Masters of Horror: Dance of the Dead (2005)
Season 1, Episode 3
9/10
Very Cool
24 May 2006
Peggy just might be the last innocent girl left in a post-apocalyptic world. Nine years earlier, Peggy watched as a rain of toxic chemicals maimed, scarred and/or killed her friends at her seventh birthday party. It is a memory which haunts her still, along with the deaths of her father and older sister Anna. Sheltered by her overprotective mother, the pretty sixteen year old Peggy works in the family diner in a town which has all but dried up and blown away. When a group of dangerous punks wanders into the diner one day, Peggy is immediately attracted to the leader, Jak, a tough but nice guy. It is love at first sight, but Peggy's hate- filled mother kicks the foursome out. It's too late though. Jak has already arranged to meet Peggy at midnight, and Peggy slips away with Jak and his friends to the forbidden and dangerous town of Muskeet, where the diseased and the dying go to party. Peggy is taken to the Doom Room, a scummy nightclub run by a sleazy Emcee (Robert Englund) who literally deals in blood. The toxic rainfall of 9 years earlier left many of its victims in a state of undeath, but when injected with fresh blood, the zombies are briefly reanimated. Hauled out onto the grimy stage of the Doom Room, the zombies are poked with cattle prods, twitching and contorting for the amusement of the customers. This is the Dance of the Dead, and Peggy will learn more about it in one night than she ever wanted to know.
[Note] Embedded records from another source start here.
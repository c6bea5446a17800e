use std::num::NonZeroU32;
use std::sync::Arc;
use std::time::{Duration, Instant};
use winit::application::ApplicationHandler;
use winit::dpi::{LogicalSize, PhysicalSize};
use winit::event::{ElementState, MouseButton, Touch, TouchPhase, WindowEvent};
use winit::event_loop::{ActiveEventLoop, ControlFlow};
use winit::keyboard::{Key, NamedKey};
use winit::window::{Fullscreen, Window, WindowId};
use softbuffer::Surface;

use crate::config::Config;
use crate::loader::ImageSource;
use crate::ui::render::Canvas;
use crate::ui::state::Player;

pub mod idle;
pub mod render;
pub mod state;
pub mod transition;

const FRAME_INTERVAL: Duration = Duration::from_micros(16_667);

// ---------------------------------------------------------------------------
// Application handler (winit 0.30 style)
// ---------------------------------------------------------------------------

pub struct App<S: ImageSource> {
    pub player: Player<S>,
    config: Arc<Config>,
    pub window: Option<Arc<Window>>,
    pub context: Option<softbuffer::Context<Arc<Window>>>,
    pub surface: Option<Surface<Arc<Window>, Arc<Window>>>,
    surface_size: Option<(u32, u32)>,
    pub next_redraw: Option<Instant>,
    /// Set when the window or framebuffer could not be created.
    pub fatal: Option<String>,
}

impl<S: ImageSource> App<S> {
    pub fn new(player: Player<S>, config: Arc<Config>) -> Self {
        Self {
            player,
            config,
            window: None,
            context: None,
            surface: None,
            surface_size: None,
            next_redraw: None,
            fatal: None,
        }
    }

    fn create_window(&mut self, event_loop: &ActiveEventLoop) -> Result<(), String> {
        let mut attrs = Window::default_attributes().with_title("tv");
        attrs = if self.config.fullscreen {
            attrs.with_fullscreen(Some(Fullscreen::Borderless(None)))
        } else {
            attrs.with_inner_size(LogicalSize::new(1280u32, 720u32))
        };

        let window = Arc::new(
            event_loop
                .create_window(attrs)
                .map_err(|e| format!("create window: {}", e))?,
        );
        window.set_cursor_visible(false);
        let context = softbuffer::Context::new(Arc::clone(&window))
            .map_err(|e| format!("create context: {}", e))?;
        let surface = Surface::new(&context, Arc::clone(&window))
            .map_err(|e| format!("create surface: {}", e))?;

        window.request_redraw();
        self.window = Some(window);
        self.context = Some(context);
        self.surface = Some(surface);
        Ok(())
    }

    fn quit(&self, event_loop: &ActiveEventLoop, reason: &str) {
        log::info!("Exiting: {}", reason);
        event_loop.exit();
    }

    fn redraw(&mut self, event_loop: &ActiveEventLoop) {
        let Some(window) = self.window.as_ref() else { return };
        let Some(surface) = self.surface.as_mut() else { return };

        let PhysicalSize { width, height } = window.inner_size();
        let (Some(w), Some(h)) = (NonZeroU32::new(width), NonZeroU32::new(height)) else {
            // Minimized; try again later.
            return;
        };
        if self.surface_size != Some((width, height)) {
            if let Err(e) = surface.resize(w, h) {
                self.fatal = Some(format!("resize surface: {}", e));
                event_loop.exit();
                return;
            }
            self.surface_size = Some((width, height));
        }

        match surface.buffer_mut() {
            Ok(mut buffer) => {
                let mut canvas = Canvas::new(&mut buffer, width, height);
                self.player.frame(&mut canvas, Instant::now());
                if let Err(e) = buffer.present() {
                    log::warn!("Present failed: {}", e);
                }
            }
            Err(e) => log::warn!("Framebuffer unavailable: {}", e),
        }
    }
}

impl<S: ImageSource> ApplicationHandler for App<S> {
    fn resumed(&mut self, event_loop: &ActiveEventLoop) {
        if self.window.is_some() {
            return;
        }
        if let Err(e) = self.create_window(event_loop) {
            self.fatal = Some(e);
            event_loop.exit();
        }
    }

    fn window_event(
        &mut self,
        event_loop: &ActiveEventLoop,
        _window_id: WindowId,
        event: WindowEvent,
    ) {
        match event {
            WindowEvent::CloseRequested => self.quit(event_loop, "window closed"),

            WindowEvent::Resized(_) => {
                if let Some(ref window) = self.window {
                    window.request_redraw();
                }
            }

            WindowEvent::KeyboardInput { event, .. } => {
                if event.state != ElementState::Pressed {
                    return;
                }
                let quit = match &event.logical_key {
                    Key::Named(NamedKey::Escape) => true,
                    Key::Character(s) => s.eq_ignore_ascii_case("q"),
                    _ => false,
                };
                if quit {
                    self.quit(event_loop, "key pressed");
                }
            }

            WindowEvent::MouseInput {
                state: ElementState::Pressed,
                button: MouseButton::Left,
                ..
            } if self.config.click_to_exit => self.quit(event_loop, "click"),

            WindowEvent::Touch(Touch {
                phase: TouchPhase::Started,
                ..
            }) if self.config.click_to_exit => self.quit(event_loop, "tap"),

            WindowEvent::RedrawRequested => {
                let started = Instant::now();
                self.redraw(event_loop);
                self.next_redraw = Some(started + FRAME_INTERVAL);
            }

            _ => {}
        }
    }

    fn about_to_wait(&mut self, event_loop: &ActiveEventLoop) {
        if let Some(when) = self.next_redraw {
            if Instant::now() >= when {
                self.next_redraw = None;
                if let Some(ref window) = self.window {
                    window.request_redraw();
                }
                event_loop.set_control_flow(ControlFlow::Wait);
            } else {
                event_loop.set_control_flow(ControlFlow::WaitUntil(when));
            }
        } else {
            event_loop.set_control_flow(ControlFlow::Wait);
        }
    }

    fn exiting(&mut self, _event_loop: &ActiveEventLoop) {
        log::debug!("Stopping while {:?}", self.player.state());
        self.player.release();
    }
}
I was really impressed with this third entry in the Masters of Horror series. This is Tobe Hooper's first foray into the zombie genre and it's a unique take. These aren't flesh-eating ghouls out for blood, just pathetic cadavers who have become entertainment in a world without cable reality TV shows.

The camera work is dizzying, the music is hard, cold and nihilistic and the performances are great, particularly by Englund whose Emcee is a thousand times scummier, sleazier and nastier than Freddy Krueger could ever hope to be. Jonathan Tucker as Jak is an extremely likable character, despite the fact that he's a thief and a drug addict - he's also chivalrous and heroic, an odd combination that Tucker miraculously makes work. Jessica Lowndes as the innocent Peggy is perfect, going from scared kid to world weary woman within an hour.

Suitably disgusting and abysmally bleak, Dance of the Dead is fun to watch and difficult to look away from, kind of like a particularly bloody car accident. I would (and will) watch this one over and over again.